In [1]:
import os
import pandas as pd
import numpy as np
import kagglehub
import matplotlib.pyplot as plt
import seaborn as sns
import duckdb

sns.set(style="whitegrid")

In [2]:
path = kagglehub.dataset_download("vivekananda99/imdb-dataset")
print("Dataset downloaded to:", path)

Dataset downloaded to: /kaggle/input/imdb-dataset


In [3]:
for root, dirs, files in os.walk(path):
    level = root.replace(path, "").count(os.sep)
    indent = " " * 4 * level
    print(f"{indent}{os.path.basename(root)}/")
    sub_indent = " " * 4 * (level + 1)
    for f in files:
        print(f"{sub_indent}{f}")

imdb-dataset/
    title.basics.tsv
    title.episode.tsv
    title.principals.tsv
    title.ratings.tsv
    name.basics.tsv
    title.akas.tsv
    title.crew.tsv


In [4]:
import duckdb

In [5]:
# Path to basics file
file_path = os.path.join(path, "title.basics.tsv")
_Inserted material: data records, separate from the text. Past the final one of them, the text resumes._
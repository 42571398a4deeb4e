//! Scene builders shared by the collision benchmarks.

use std::collections::HashMap;

use glam::Vec2;
use rein_collide::ecs::components::{Body2d, Movement2d, Position2d};
use rein_collide::{
    AATriangle, BroadphaseKind, CollisionConfig, CollisionGroup, CollisionSystem, GridTileMap,
    NoopHandler, Rectf, Tile, TileMap, UniDirection,
};

/// Downward pull applied to every mover each tick, in pixels.
pub const GRAVITY_STEP: f32 = 6.0;

/// Deterministic xorshift so runs are comparable.
pub struct Scatter(u32);

impl Scatter {
    pub fn new(seed: u32) -> Self {
        Self(seed.max(1))
    }

    /// Uniform-ish value in `0..range`.
    pub fn next(&mut self, range: f32) -> f32 {
        self.0 ^= self.0 << 13;
        self.0 ^= self.0 >> 17;
        self.0 ^= self.0 << 5;
        (self.0 % 10_000) as f32 / 10_000.0 * range
    }
}

/// `n` small boxes spread over a square of side `extent`.
pub fn scatter_rects(n: usize, extent: f32) -> Vec<Rectf> {
    let mut scatter = Scatter::new(0x9e37_79b9);
    (0..n)
        .map(|_| {
            let pos = Vec2::new(scatter.next(extent), scatter.next(extent));
            let size = Vec2::new(8.0 + scatter.next(24.0), 8.0 + scatter.next(24.0));
            Rectf::from_pos_size(pos, size)
        })
        .collect()
}

/// A level with a floor, a ramp on each side and a one-way ledge.
pub fn setup_level(width: usize) -> anyhow::Result<GridTileMap> {
    let legend = HashMap::from([
        ('#', Tile::solid()),
        ('/', Tile::slope(AATriangle::SOUTHEAST)),
        ('\\', Tile::slope(AATriangle::SOUTHWEST)),
        ('=', Tile::unisolid(UniDirection::North)),
    ]);

    let width = width.max(8);
    let inner = width - 4;
    let mut text = String::new();
    text.push_str(&format!("#{}#\n", ".".repeat(width - 2)));
    text.push_str(&format!("#.{}.#\n", "=".repeat(inner)));
    for _ in 0..6 {
        text.push_str(&format!("#{}#\n", ".".repeat(width - 2)));
    }
    text.push_str(&format!("#\\{}/#\n", ".".repeat(inner)));
    text.push_str(&format!("{}\n", "#".repeat(width)));
    GridTileMap::parse(&text, &legend)
}

/// `n` falling movers above the level floor.
pub fn setup_crowd(n: usize, level_width: usize, kind: BroadphaseKind) -> CollisionSystem<usize> {
    let config = CollisionConfig {
        broadphase: kind,
        ..Default::default()
    };
    let mut system = CollisionSystem::new(config);
    let mut scatter = Scatter::new(0x1234_5678);
    let span = (level_width.max(8) - 2) as f32 * 32.0 - 24.0;
    for i in 0..n {
        let pos = Vec2::new(40.0 + scatter.next(span), 80.0 + scatter.next(160.0));
        let group = if i % 10 == 0 {
            CollisionGroup::MovingStatic
        } else {
            CollisionGroup::Moving
        };
        system.add(i, Rectf::from_pos_size(pos, Vec2::new(16.0, 24.0)), group);
    }
    system
}

/// Run `ticks` updates, giving every mover a gravity step and some drift first.
pub fn run_ticks(system: &mut CollisionSystem<usize>, level: &GridTileMap, ticks: usize) {
    let tilemaps: [&dyn TileMap; 1] = [level];
    let mut handler = NoopHandler;
    for tick in 0..ticks {
        let ids: Vec<_> = system.objects().map(|object| (object.id(), *object.entity())).collect();
        for (id, entity) in ids {
            let drift = if (entity + tick) % 2 == 0 { 1.5 } else { -1.5 };
            system.set_movement(id, Vec2::new(drift, GRAVITY_STEP)).ok();
        }
        system.update(&tilemaps, &mut handler);
    }
}

/// A hecs world holding `n` bodies over the level.
pub fn setup_world(n: usize, level_width: usize) -> hecs::World {
    let mut world = hecs::World::new();
    let mut scatter = Scatter::new(0xdead_beef);
    let span = (level_width.max(8) - 2) as f32 * 32.0 - 24.0;
    for _ in 0..n {
        let pos = Vec2::new(40.0 + scatter.next(span), 80.0 + scatter.next(160.0));
        world.spawn((
            Position2d(pos),
            Body2d::moving(Vec2::new(16.0, 24.0)),
            Movement2d(Vec2::new(0.0, GRAVITY_STEP)),
        ));
    }
    world
}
# Connect to DuckDB (in-memory)
con = duckdb.connect(database=":memory:")

# Load title.basics and filter only tvSeries
con.execute(f"""
    CREATE TABLE tv_series AS
    SELECT *
    FROM read_csv_auto('{file_path}', delim='\t', nullstr='\\N')
    WHERE titleType = 'tvSeries'
      AND primaryTitle IS NOT NULL
""")

# Count TV series
series_count = con.execute("SELECT COUNT(*) FROM tv_series").fetchone()[0]
print("Total TV Series in dataset:", series_count)

FloatProgress(value=0.0, layout=Layout(width='auto'), style=ProgressStyle(bar_color='black'))

Total TV Series in dataset: 289564


In [6]:
# Paths to episode and ratings files
episode_path = os.path.join(path, "title.episode.tsv")
ratings_path = os.path.join(path, "title.ratings.tsv")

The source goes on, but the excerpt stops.